Problem. Show me every line in the listing that has the word "DeviceLayout".
Content starts
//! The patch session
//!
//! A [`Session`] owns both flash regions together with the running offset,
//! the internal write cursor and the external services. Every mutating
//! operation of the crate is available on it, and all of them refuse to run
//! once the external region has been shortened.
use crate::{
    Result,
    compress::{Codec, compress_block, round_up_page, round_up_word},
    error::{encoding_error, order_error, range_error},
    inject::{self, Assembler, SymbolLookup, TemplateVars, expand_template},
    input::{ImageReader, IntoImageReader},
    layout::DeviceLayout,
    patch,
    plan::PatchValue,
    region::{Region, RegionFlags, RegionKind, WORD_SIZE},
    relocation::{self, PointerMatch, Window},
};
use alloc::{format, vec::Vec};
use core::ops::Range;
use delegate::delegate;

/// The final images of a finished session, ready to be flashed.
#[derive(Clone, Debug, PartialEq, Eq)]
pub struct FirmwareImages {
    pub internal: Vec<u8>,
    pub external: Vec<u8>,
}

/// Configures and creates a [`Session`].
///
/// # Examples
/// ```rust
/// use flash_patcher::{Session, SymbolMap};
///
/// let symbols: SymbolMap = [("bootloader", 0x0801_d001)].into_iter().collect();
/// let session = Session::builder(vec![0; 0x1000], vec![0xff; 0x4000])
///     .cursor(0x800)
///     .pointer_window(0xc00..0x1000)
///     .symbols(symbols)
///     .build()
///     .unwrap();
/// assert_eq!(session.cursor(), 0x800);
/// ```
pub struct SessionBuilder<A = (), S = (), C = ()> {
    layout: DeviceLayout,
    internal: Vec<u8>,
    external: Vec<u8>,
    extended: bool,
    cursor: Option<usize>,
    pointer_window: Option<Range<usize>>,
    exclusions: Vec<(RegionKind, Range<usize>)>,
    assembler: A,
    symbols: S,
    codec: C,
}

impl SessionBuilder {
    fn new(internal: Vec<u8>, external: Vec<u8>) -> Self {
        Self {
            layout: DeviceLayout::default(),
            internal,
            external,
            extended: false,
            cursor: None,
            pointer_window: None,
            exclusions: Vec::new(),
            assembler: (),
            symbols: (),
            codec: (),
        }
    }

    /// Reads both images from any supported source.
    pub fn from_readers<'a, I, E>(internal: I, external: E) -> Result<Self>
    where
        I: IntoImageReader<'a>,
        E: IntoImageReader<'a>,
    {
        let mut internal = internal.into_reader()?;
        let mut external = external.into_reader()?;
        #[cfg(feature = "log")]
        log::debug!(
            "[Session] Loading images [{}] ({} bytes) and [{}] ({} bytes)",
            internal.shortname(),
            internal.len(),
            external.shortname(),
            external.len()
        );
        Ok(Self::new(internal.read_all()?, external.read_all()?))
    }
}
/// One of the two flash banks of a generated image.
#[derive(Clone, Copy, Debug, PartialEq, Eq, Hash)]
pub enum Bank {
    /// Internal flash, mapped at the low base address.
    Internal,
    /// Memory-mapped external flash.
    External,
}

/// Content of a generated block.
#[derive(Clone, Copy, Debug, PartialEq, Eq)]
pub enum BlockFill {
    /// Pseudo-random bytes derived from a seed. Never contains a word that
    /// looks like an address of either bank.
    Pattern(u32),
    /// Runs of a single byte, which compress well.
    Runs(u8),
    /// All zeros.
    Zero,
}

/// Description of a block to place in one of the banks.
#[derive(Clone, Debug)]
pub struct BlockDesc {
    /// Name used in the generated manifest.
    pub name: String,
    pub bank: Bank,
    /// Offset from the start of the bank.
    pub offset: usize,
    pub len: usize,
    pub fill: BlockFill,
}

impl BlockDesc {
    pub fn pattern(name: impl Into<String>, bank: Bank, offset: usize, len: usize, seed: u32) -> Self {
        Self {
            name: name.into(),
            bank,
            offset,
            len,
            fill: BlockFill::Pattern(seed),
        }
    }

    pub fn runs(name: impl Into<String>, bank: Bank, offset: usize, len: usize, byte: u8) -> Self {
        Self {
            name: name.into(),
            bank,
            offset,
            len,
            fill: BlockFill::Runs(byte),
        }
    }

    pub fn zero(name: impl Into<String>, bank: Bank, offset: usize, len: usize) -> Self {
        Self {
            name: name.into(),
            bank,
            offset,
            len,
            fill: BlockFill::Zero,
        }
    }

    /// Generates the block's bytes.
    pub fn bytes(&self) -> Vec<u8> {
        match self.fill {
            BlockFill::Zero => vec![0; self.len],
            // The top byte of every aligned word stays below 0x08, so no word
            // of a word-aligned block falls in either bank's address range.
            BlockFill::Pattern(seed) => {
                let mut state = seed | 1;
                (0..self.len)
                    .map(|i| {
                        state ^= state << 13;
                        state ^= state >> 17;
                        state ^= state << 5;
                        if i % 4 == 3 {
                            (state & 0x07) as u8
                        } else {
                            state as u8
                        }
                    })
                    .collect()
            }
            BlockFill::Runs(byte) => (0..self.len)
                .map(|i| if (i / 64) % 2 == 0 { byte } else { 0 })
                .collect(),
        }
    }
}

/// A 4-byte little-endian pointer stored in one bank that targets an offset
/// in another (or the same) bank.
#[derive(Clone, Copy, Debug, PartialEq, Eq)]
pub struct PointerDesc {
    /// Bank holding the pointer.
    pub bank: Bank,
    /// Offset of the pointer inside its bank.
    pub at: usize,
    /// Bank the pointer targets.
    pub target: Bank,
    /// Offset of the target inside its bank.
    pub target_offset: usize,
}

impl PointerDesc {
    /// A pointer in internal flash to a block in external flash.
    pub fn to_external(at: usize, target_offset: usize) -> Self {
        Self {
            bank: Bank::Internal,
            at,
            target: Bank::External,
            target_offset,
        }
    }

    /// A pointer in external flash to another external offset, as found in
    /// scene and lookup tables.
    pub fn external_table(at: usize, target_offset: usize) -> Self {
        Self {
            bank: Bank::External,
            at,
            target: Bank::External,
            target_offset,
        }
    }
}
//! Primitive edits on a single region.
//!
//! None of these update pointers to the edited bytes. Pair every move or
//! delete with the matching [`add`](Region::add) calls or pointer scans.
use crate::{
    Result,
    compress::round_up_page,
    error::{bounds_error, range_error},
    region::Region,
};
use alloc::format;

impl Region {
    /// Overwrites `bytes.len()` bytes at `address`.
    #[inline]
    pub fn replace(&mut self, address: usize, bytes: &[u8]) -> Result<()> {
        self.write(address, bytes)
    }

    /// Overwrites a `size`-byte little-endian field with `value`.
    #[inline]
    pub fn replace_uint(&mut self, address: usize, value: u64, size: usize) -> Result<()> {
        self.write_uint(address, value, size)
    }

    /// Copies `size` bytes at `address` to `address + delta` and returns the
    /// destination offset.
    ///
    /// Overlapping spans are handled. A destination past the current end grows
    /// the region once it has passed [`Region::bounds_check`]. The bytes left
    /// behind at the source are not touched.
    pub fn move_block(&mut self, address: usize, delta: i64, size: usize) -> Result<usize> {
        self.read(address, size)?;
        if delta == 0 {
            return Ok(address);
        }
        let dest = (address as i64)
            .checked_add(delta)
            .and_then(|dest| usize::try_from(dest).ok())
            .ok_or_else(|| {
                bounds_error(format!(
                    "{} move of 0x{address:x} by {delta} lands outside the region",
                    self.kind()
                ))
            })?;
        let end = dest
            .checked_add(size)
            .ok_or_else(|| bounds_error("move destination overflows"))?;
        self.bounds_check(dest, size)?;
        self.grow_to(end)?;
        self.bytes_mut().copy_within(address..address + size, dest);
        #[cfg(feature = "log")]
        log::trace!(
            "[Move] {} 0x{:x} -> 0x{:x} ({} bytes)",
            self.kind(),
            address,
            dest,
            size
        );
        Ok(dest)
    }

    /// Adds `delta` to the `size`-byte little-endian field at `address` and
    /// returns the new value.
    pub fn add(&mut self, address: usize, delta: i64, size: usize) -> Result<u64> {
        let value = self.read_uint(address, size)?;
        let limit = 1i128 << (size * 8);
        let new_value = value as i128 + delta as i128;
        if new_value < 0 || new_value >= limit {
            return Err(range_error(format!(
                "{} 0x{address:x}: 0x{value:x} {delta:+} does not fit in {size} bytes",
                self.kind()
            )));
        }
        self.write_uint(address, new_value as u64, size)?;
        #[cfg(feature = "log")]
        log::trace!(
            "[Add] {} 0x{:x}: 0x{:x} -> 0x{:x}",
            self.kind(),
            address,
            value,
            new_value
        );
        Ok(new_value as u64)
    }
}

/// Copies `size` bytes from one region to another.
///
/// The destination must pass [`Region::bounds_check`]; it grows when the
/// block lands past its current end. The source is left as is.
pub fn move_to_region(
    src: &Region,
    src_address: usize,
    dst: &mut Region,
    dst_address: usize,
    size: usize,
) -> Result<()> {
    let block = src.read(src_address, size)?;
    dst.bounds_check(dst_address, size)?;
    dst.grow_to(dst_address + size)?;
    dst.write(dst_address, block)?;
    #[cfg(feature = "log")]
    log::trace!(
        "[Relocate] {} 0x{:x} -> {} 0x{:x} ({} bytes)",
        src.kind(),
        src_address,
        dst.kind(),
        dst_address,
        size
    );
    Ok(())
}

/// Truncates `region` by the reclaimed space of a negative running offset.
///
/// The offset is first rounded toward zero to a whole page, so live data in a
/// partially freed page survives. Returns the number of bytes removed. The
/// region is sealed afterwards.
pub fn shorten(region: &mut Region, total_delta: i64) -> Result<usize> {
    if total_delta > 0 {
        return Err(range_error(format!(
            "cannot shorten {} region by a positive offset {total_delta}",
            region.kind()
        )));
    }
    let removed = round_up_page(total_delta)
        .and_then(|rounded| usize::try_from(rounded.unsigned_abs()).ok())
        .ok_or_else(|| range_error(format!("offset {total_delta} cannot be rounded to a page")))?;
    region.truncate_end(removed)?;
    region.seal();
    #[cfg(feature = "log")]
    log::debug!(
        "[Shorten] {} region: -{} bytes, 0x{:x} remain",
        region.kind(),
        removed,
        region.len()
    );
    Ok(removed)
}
Content ends
Your solution.
    layout::DeviceLayout,
    layout: DeviceLayout,
            layout: DeviceLayout::default(),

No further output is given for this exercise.